Their hands grip. “Peter.”

The man closes his eyes in pain.

His hand falls.

Suddenly, ‘Uncle Ben’s’ eyes open and he looks at ‘Peter’. “Can I stop now, Lew?”

It’s New York, 2005, and no one is more enthusiastic about seeing the location of Uncle Ben’s death in Spiderman as Lewis as he orders his long-suffering friend to lie on the ground and enact the scene.

Six years on and Lewis Swan, 39, directs his own company offering tours of film and TV locations across England and Wales.

Brit Movie Tours offers 24 bus and walking tours through the locations of Harry Potter, Dr Who, Gavin and Stacey, James Bond and other British films.

Summer usually brings more people out but Lewis is arranging more and more dates all year round for the increasingly popular tours.

A day-long tour through the locations of Downton Abbey in July is the latest string to their bow.

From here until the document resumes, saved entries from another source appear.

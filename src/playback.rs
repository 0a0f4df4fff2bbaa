//! Playback remapping and the audio processor
//!
//! The read head walks the loop linearly. Every output frame, its position is
//! turned into an angle, traced through the pattern, and the exit angle picks
//! the frame that is actually played.

use std::f64::consts::TAU;

use crate::message::{MessageReceiver, RadarMessage};
use crate::radar::{Pattern, Ray};
use crate::settings::Settings;

/// Frame to play for read head `position` in a loop of `frames` frames
pub fn remap(pattern: &Pattern, ray: &mut Ray, position: usize, frames: usize) -> usize {
    if frames == 0 {
        return 0;
    }
    let n = frames as f64;
    let angle = position as f64 / n * TAU;
    let out = pattern.evaluate(ray, angle);
    (out / TAU * n).floor() as usize % frames
}

/// Renders the warped loop, one block at a time
///
/// Owns its own pattern copy, updated only through [`RadarMessage`]s.
#[derive(Debug)]
pub struct RadarProcessor {
    pattern: Pattern,
    ray: Ray,
    left: Vec<f32>,
    right: Vec<f32>,
    frames: usize,
    position: usize,
    playing: bool,
    blocks: u32,
    report_interval: u32,
}

impl RadarProcessor {
    pub fn new(sample_rate: f64) -> Self {
        Self::from_settings(&Settings {
            sample_rate,
            ..Settings::default()
        })
    }

    pub fn from_settings(settings: &Settings) -> Self {
        Self {
            pattern: Pattern::new(),
            ray: Ray::new(),
            left: Vec::new(),
            right: Vec::new(),
            frames: 0,
            position: 0,
            playing: false,
            blocks: 0,
            report_interval: settings.report_interval_blocks(),
        }
    }

    pub fn pattern(&self) -> &Pattern {
        &self.pattern
    }

    /// Loop length in frames, 0 when nothing is loaded
    pub fn frames(&self) -> usize {
        self.frames
    }

    /// Linear read head
    pub fn position(&self) -> usize {
        self.position
    }

    pub fn is_playing(&self) -> bool {
        self.playing
    }

    pub fn handle(&mut self, message: RadarMessage) {
        match message {
            RadarMessage::SetAudio { channels, frames } => self.set_audio(channels, frames),
            RadarMessage::UpdatePattern { format } => {
                if let Err(e) = self.pattern.deserialize(&format) {
                    log::warn!("Keeping previous pattern: {}", e);
                }
            }
            RadarMessage::TransportPlay => self.playing = true,
            RadarMessage::TransportPause => self.playing = false,
            RadarMessage::TransportMove { position } => {
                if self.frames > 0 && position.is_finite() {
                    let head = (position.rem_euclid(1.0) * self.frames as f64).floor() as usize;
                    self.position = head % self.frames;
                }
            }
        }
    }

    /// Apply every pending message
    pub fn drain(&mut self, receiver: &mut MessageReceiver) {
        while let Some(message) = receiver.try_recv() {
            self.handle(message);
        }
    }

    fn set_audio(&mut self, channels: Vec<Vec<f32>>, frames: usize) {
        if channels.is_empty() || frames == 0 {
            log::info!("Audio unloaded");
            self.left.clear();
            self.right.clear();
            self.frames = 0;
            self.position = 0;
            return;
        }

        let shortest = channels.iter().map(Vec::len).min().unwrap_or(0);
        let frames = if shortest < frames {
            log::warn!("Audio has {} frames, expected {}", shortest, frames);
            shortest
        } else {
            frames
        };

        let mut channels = channels.into_iter();
        let mut left = channels.next().unwrap_or_default();
        // mono plays on both sides
        let mut right = channels.next().unwrap_or_else(|| left.clone());
        left.truncate(frames);
        right.truncate(frames);

        log::info!("Loaded {} frames of audio", frames);
        self.left = left;
        self.right = right;
        self.frames = frames;
        self.position = 0;
    }

    /// Render one block into `left` and `right`
    ///
    /// Returns the normalized read head position every report interval of
    /// playing blocks. Stopped or empty blocks are silent and not counted.
    pub fn process(&mut self, left: &mut [f32], right: &mut [f32]) -> Option<f64> {
        if self.frames == 0 || !self.playing {
            left.fill(0.0);
            right.fill(0.0);
            return None;
        }

        let n = left.len().min(right.len());
        for i in 0..n {
            let frame = remap(&self.pattern, &mut self.ray, self.position, self.frames);
            left[i] = self.left[frame];
            right[i] = self.right[frame];
            self.position = (self.position + 1) % self.frames;
        }
        // mismatched buffers: the longer one's tail has no frames to play
        left[n..].fill(0.0);
        right[n..].fill(0.0);

        self.blocks += 1;
        if self.blocks < self.report_interval {
            return None;
        }
        self.blocks = 0;
        Some(self.position as f64 / self.frames as f64)
    }
}

#[cfg(test)]
mod tests {
    use super::*;
    use crate::consts::RENDER_QUANTUM;
    use crate::message::snapshot_channel;
    use crate::radar::Line;
    use glam::DVec2;

    fn ramp(frames: usize) -> Vec<f32> {
        (0..frames).map(|i| i as f32).collect()
    }

    fn mirror_pattern() -> Pattern {
        // reflects rays starting toward the bottom back up
        let mut pattern = Pattern::new();
        pattern.add_obstacle(Line::new(DVec2::new(-0.8, -0.5), DVec2::new(0.8, -0.5)));
        pattern
    }

    fn loaded(frames: usize) -> RadarProcessor {
        let mut processor = RadarProcessor::new(48_000.0);
        processor.handle(RadarMessage::SetAudio {
            channels: vec![ramp(frames), ramp(frames)],
            frames,
        });
        processor
    }

    #[test]
    fn test_remap_identity_without_obstacles() {
        let pattern = Pattern::new();
        let mut ray = Ray::new();
        for position in [0, 1, 17, 255, 511] {
            let frame = remap(&pattern, &mut ray, position, 512);
            // exit angle may land a hair below the input
            assert!(frame == position || frame + 1 == position, "{position} -> {frame}");
        }
        assert_eq!(remap(&pattern, &mut ray, 3, 0), 0);
    }

    #[test]
    fn test_remap_reflected() {
        let pattern = mirror_pattern();
        let mut ray = Ray::new();
        // angle 0 hits the line and comes back out at π
        assert_eq!(remap(&pattern, &mut ray, 0, 1024), 512);
    }

    #[test]
    fn test_silence_until_playing() {
        let mut processor = RadarProcessor::new(48_000.0);
        let mut left = [1.0f32; RENDER_QUANTUM];
        let mut right = [1.0f32; RENDER_QUANTUM];
        processor.process(&mut left, &mut right);
        assert!(left.iter().chain(right.iter()).all(|&s| s == 0.0));

        let mut processor = loaded(1024);
        left.fill(1.0);
        processor.process(&mut left, &mut right);
        assert!(left.iter().all(|&s| s == 0.0));
        assert_eq!(processor.position(), 0);
    }

    #[test]
    fn test_plays_and_wraps() {
        let mut processor = loaded(200);
        processor.handle(RadarMessage::TransportPlay);
        let mut left = [0.0f32; RENDER_QUANTUM];
        let mut right = [0.0f32; RENDER_QUANTUM];
        processor.process(&mut left, &mut right);
        processor.process(&mut left, &mut right);
        assert_eq!(processor.position(), (2 * RENDER_QUANTUM) % 200);
        assert_eq!(left, right);
        assert!(left.iter().all(|&s| (0.0..200.0).contains(&s)));
    }

    #[test]
    fn test_pattern_update_changes_output() {
        let (mut publisher, mut receiver) = snapshot_channel(4);
        let mut processor = loaded(1024);
        processor.handle(RadarMessage::TransportPlay);
        publisher.publish(&mirror_pattern());
        processor.drain(&mut receiver);
        assert_eq!(processor.pattern().user_obstacles().len(), 1);

        let mut left = [0.0f32; 1];
        let mut right = [0.0f32; 1];
        processor.process(&mut left, &mut right);
        assert_eq!(left[0], 512.0);
    }

    #[test]
    fn test_bad_pattern_keeps_previous() {
        let mut processor = loaded(64);
        processor.handle(RadarMessage::UpdatePattern {
            format: mirror_pattern().serialize(),
        });
        let mut format = mirror_pattern().serialize();
        format.bpm = -1.0;
        processor.handle(RadarMessage::UpdatePattern { format });
        assert_eq!(processor.pattern().user_obstacles().len(), 1);
        assert_eq!(processor.pattern().bpm(), 160.0);
    }

    #[test]
    fn test_transport_move() {
        let mut processor = loaded(1000);
        processor.handle(RadarMessage::TransportMove { position: 0.25 });
        assert_eq!(processor.position(), 250);
        processor.handle(RadarMessage::TransportMove { position: 1.5 });
        assert_eq!(processor.position(), 500);
        processor.handle(RadarMessage::TransportMove { position: f64::NAN });
        assert_eq!(processor.position(), 500);
    }

    #[test]
    fn test_mono_and_short_audio() {
        let mut processor = RadarProcessor::new(48_000.0);
        processor.handle(RadarMessage::SetAudio {
            channels: vec![ramp(100)],
            frames: 120,
        });
        assert_eq!(processor.frames(), 100);

        processor.handle(RadarMessage::TransportPlay);
        let mut left = [0.0f32; 8];
        let mut right = [0.0f32; 8];
        processor.process(&mut left, &mut right);
        assert_eq!(left, right);

        processor.handle(RadarMessage::SetAudio {
            channels: Vec::new(),
            frames: 0,
        });
        assert_eq!(processor.frames(), 0);
    }

    #[test]
    fn test_position_reports() {
        let mut processor = loaded(4800);
        processor.handle(RadarMessage::TransportPlay);
        let mut left = [0.0f32; RENDER_QUANTUM];
        let mut right = [0.0f32; RENDER_QUANTUM];

        // 48000 / 128 / 60 rounds down to 6 blocks per report
        let reports: Vec<_> = (0..12).map(|_| processor.process(&mut left, &mut right)).collect();
        assert!(reports[..5].iter().all(Option::is_none));
        let first = reports[5].unwrap();
        assert!((first - 6.0 * RENDER_QUANTUM as f64 / 4800.0).abs() < 1e-12);
        assert!(reports[11].is_some());
        assert_eq!(reports.iter().filter(|r| r.is_some()).count(), 2);
    }

    #[test]
    fn test_no_reports_while_paused() {
        let mut processor = loaded(4800);
        let mut left = [0.0f32; RENDER_QUANTUM];
        let mut right = [0.0f32; RENDER_QUANTUM];
        assert!((0..12).all(|_| processor.process(&mut left, &mut right).is_none()));

        // paused blocks don't count toward the next report
        processor.handle(RadarMessage::TransportPlay);
        let reports: Vec<_> = (0..6).map(|_| processor.process(&mut left, &mut right)).collect();
        assert!(reports[..5].iter().all(Option::is_none));
        assert!(reports[5].is_some());
    }

    #[test]
    fn test_mismatched_buffers_zero_the_tail() {
        let mut processor = loaded(64);
        processor.handle(RadarMessage::TransportPlay);
        let mut left = [9.0f32; 8];
        let mut right = [9.0f32; 4];
        processor.process(&mut left, &mut right);
        assert!(left[..4].iter().all(|&s| (0.0..64.0).contains(&s)));
        assert_eq!(&left[4..], &[0.0; 4]);
        assert!(right.iter().all(|&s| s != 9.0));
        assert_eq!(processor.position(), 4);
    }
}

The Harry Potter bus tour is the most in demand. The £25 adult and £20 child tickets are snapped up with the 29-seater bus sold out on nearly every three hour London tour of locations running twice on Saturdays and Sundays. The ten and a half hour tour to Oxford and Lacock by bus is quickly booked up at £60 for adults and £45 for children.

It’s a remarkable success for a company which only started up in October 2009.

Lewis takes the success in his stride – he reclines on a sofa in his office and when he talks he is serious about adding value to people’s love of the film or TV show.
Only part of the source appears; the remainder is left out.